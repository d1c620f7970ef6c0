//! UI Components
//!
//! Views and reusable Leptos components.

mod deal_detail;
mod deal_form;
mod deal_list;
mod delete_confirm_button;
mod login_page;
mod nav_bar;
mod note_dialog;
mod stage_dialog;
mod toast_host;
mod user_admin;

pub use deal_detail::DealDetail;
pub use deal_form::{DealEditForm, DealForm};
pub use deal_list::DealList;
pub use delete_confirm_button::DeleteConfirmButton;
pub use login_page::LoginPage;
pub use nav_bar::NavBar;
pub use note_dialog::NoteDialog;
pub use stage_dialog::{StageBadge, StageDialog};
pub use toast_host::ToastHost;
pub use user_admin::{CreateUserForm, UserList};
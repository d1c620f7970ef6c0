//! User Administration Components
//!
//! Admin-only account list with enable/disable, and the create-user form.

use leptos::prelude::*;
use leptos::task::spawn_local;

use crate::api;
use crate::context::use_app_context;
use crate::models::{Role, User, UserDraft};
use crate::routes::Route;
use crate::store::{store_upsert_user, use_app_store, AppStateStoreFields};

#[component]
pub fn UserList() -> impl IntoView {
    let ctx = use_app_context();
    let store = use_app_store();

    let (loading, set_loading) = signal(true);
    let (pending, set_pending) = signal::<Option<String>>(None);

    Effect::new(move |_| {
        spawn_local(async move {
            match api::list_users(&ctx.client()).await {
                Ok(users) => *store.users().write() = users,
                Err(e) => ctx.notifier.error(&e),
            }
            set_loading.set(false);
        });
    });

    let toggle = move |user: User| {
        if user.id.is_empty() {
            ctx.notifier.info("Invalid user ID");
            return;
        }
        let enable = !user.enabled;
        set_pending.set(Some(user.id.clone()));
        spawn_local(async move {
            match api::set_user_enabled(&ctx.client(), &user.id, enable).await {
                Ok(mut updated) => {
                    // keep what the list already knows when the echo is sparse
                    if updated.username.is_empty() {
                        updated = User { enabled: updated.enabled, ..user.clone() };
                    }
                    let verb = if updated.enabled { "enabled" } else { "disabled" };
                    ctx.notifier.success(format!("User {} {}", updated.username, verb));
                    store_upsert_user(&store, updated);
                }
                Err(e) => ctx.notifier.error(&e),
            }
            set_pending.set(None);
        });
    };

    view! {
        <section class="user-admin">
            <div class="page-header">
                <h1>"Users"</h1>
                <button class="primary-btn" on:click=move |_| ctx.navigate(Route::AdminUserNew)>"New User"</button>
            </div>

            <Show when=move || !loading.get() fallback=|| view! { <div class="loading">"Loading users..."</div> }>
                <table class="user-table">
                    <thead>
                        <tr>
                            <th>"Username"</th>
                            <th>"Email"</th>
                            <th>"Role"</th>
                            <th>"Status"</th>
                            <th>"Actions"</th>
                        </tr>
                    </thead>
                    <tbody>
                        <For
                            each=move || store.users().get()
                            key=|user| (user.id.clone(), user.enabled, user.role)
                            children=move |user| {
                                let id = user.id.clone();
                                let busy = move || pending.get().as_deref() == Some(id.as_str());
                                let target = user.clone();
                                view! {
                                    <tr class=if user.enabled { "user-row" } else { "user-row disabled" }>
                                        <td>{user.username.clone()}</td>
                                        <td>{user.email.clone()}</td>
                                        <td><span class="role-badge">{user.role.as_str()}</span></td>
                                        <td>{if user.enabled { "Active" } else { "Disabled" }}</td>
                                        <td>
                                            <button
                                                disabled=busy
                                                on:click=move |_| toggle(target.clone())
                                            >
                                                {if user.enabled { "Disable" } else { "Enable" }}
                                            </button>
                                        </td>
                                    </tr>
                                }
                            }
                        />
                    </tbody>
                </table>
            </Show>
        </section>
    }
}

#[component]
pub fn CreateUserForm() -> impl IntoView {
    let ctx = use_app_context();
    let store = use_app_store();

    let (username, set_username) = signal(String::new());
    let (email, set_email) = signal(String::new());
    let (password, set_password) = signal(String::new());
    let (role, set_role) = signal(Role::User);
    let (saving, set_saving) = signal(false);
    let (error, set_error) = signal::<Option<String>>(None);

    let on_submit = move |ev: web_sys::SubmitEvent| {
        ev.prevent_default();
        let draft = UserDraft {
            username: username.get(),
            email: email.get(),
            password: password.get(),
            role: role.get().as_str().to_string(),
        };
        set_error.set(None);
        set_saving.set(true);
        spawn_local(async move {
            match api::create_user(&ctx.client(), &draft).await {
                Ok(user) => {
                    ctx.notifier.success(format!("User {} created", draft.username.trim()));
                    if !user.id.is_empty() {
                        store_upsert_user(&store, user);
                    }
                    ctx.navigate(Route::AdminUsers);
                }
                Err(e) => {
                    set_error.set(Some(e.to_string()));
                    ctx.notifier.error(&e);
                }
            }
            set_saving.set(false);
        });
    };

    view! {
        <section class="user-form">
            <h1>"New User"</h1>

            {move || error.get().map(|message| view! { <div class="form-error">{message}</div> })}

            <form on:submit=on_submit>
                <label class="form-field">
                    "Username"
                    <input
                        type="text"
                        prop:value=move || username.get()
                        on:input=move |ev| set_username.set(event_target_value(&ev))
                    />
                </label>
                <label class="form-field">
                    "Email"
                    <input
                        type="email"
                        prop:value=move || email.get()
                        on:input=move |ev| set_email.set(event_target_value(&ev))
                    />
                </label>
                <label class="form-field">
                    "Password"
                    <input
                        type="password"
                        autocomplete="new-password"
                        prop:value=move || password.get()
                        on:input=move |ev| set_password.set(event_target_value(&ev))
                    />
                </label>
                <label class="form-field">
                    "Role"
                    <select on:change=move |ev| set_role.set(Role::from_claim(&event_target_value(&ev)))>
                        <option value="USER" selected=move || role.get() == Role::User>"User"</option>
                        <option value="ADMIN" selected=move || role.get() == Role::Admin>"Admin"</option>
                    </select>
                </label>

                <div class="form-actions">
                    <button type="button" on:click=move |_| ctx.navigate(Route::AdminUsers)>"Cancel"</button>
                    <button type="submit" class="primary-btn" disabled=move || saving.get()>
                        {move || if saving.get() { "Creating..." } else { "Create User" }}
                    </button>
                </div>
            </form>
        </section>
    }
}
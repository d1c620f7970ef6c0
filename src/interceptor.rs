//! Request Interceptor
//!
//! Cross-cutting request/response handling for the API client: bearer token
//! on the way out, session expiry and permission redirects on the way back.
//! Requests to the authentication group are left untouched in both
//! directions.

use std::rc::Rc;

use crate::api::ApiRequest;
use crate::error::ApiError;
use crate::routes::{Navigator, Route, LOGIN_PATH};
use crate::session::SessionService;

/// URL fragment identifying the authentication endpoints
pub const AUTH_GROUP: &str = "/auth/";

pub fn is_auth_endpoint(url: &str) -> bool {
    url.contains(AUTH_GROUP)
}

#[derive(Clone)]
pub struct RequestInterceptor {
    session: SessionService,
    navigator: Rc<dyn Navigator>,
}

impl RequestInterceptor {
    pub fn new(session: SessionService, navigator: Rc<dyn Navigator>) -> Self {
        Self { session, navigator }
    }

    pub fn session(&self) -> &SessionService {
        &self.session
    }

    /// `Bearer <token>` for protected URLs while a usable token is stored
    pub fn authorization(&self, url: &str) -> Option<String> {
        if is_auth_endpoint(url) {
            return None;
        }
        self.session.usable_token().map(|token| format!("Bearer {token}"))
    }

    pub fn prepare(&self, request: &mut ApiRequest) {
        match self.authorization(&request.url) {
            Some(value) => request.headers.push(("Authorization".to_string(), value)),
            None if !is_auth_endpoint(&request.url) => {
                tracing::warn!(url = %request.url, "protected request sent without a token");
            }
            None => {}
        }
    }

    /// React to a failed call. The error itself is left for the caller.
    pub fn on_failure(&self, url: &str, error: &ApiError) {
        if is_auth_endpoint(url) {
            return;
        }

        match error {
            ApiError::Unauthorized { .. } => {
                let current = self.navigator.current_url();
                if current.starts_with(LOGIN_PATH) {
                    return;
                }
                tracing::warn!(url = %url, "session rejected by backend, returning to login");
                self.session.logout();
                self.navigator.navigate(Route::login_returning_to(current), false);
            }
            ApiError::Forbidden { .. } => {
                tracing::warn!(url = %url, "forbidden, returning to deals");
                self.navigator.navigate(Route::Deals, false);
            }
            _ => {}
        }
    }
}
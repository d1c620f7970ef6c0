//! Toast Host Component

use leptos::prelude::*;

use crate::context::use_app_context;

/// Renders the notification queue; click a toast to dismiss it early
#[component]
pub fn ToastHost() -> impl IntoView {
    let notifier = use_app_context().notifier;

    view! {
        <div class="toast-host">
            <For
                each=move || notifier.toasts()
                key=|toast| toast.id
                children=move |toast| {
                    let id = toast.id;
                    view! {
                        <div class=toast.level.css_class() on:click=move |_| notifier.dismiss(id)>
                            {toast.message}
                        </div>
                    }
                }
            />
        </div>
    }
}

* * * * *

| Task details |
Extract from the listing above the lines between the line containing "pub struct RequestInterceptor" and the line containing "pub fn prepare(&self, request: &mut", keeping both of those lines. Output nothing else.

| Output below |
pub struct RequestInterceptor {
    session: SessionService,
    navigator: Rc<dyn Navigator>,
}

impl RequestInterceptor {
    pub fn new(session: SessionService, navigator: Rc<dyn Navigator>) -> Self {
        Self { session, navigator }
    }

    pub fn session(&self) -> &SessionService {
        &self.session
    }

    /// `Bearer <token>` for protected URLs while a usable token is stored
    pub fn authorization(&self, url: &str) -> Option<String> {
        if is_auth_endpoint(url) {
            return None;
        }
        self.session.usable_token().map(|token| format!("Bearer {token}"))
    }

    pub fn prepare(&self, request: &mut ApiRequest) {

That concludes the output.